▶ **Data shown**:
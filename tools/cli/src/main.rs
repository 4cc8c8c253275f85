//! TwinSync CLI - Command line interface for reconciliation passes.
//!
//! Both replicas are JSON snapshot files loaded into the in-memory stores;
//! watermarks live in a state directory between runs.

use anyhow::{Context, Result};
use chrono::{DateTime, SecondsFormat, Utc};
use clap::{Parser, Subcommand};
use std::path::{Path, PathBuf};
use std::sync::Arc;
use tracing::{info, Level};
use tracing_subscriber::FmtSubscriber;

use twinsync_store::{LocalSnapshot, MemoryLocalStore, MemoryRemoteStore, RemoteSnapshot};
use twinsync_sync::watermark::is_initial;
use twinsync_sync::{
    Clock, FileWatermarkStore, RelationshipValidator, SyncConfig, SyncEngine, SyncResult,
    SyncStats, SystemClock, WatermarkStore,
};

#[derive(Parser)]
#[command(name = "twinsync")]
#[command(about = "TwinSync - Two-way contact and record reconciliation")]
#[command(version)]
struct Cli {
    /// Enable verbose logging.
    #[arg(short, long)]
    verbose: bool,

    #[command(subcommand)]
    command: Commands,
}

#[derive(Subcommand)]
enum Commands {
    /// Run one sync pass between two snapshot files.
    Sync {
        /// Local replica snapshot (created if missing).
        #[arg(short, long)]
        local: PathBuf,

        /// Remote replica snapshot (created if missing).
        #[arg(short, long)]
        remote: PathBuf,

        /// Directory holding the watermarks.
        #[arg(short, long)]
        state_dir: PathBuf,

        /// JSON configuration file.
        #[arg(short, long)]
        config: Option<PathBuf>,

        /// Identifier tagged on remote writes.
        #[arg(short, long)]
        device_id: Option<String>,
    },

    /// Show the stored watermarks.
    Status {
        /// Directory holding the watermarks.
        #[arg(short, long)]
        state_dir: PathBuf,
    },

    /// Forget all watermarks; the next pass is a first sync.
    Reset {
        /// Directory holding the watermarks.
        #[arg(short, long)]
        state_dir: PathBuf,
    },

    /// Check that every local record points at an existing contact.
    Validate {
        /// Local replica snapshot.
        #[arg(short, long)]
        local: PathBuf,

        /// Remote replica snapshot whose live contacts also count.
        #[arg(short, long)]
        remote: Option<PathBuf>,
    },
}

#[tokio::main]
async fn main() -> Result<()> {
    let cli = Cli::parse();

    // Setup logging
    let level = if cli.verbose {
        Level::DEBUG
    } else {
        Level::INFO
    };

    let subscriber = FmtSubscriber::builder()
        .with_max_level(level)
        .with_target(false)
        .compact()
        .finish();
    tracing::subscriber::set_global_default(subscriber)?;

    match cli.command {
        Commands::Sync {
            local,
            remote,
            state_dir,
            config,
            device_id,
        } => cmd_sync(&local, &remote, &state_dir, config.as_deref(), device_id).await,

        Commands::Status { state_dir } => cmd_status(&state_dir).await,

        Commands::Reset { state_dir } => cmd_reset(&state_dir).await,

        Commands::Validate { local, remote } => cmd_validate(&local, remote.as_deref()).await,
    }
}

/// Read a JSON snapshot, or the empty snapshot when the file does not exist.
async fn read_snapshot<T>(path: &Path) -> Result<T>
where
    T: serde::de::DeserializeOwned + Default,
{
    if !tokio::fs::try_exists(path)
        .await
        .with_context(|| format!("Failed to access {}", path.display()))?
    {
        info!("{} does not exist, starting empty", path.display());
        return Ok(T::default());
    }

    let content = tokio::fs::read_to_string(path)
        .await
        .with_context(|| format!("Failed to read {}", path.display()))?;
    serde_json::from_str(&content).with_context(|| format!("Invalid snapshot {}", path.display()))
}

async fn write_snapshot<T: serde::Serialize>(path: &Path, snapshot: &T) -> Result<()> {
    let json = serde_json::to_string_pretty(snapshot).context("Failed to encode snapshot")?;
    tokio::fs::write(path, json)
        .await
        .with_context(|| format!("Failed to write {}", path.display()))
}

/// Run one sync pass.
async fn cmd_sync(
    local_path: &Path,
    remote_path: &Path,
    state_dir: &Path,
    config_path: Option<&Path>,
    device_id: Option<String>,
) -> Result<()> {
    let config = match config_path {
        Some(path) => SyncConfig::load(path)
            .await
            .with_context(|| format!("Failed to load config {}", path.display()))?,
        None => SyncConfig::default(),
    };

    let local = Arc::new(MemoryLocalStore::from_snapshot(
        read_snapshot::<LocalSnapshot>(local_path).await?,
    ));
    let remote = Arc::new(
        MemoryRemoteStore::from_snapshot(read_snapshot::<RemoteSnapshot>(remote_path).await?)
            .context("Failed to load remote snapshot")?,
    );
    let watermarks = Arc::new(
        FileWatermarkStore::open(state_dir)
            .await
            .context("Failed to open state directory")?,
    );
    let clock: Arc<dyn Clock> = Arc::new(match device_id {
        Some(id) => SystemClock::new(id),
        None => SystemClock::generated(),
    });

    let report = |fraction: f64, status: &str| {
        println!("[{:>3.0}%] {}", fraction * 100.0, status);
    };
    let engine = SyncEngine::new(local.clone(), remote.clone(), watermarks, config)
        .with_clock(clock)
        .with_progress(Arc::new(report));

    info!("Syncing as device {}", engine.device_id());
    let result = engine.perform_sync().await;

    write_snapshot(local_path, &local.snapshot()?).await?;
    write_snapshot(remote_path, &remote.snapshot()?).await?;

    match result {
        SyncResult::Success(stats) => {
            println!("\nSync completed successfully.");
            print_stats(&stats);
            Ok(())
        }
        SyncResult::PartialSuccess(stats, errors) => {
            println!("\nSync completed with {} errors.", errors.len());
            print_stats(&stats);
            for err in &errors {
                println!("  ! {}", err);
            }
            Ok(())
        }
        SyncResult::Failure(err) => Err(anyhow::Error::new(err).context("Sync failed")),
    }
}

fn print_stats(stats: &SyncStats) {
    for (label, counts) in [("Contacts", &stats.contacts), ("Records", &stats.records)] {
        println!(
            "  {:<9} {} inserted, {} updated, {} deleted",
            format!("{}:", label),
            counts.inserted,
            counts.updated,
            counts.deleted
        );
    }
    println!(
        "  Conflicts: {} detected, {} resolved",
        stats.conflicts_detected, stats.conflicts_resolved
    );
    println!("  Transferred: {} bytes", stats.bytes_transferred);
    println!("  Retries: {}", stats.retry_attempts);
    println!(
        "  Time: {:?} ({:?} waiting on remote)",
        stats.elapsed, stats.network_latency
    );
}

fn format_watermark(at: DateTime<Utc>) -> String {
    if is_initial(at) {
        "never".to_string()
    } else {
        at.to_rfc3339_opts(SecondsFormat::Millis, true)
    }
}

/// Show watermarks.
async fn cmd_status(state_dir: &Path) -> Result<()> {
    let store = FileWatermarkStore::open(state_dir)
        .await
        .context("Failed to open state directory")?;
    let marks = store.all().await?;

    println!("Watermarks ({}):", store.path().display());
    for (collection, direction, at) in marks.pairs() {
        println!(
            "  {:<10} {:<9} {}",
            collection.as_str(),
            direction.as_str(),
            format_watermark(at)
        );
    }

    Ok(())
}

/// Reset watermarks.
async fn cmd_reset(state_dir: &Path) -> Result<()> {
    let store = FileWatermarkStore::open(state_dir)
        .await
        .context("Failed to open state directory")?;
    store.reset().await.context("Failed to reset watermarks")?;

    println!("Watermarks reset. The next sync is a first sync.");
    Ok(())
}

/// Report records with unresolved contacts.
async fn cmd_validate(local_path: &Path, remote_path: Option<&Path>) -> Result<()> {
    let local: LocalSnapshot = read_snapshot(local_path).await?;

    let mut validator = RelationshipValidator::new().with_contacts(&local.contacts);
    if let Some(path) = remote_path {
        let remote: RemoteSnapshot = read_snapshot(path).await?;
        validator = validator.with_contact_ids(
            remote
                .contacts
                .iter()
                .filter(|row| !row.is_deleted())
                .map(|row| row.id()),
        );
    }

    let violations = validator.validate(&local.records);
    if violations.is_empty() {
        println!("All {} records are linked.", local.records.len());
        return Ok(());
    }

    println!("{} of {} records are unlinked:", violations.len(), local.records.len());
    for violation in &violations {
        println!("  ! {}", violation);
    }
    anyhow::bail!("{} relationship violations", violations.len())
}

▶ **Problem details**:
Checking each line of the data, count the ones containing "SyncStats", and give only that count.

▶ **Task output**:
2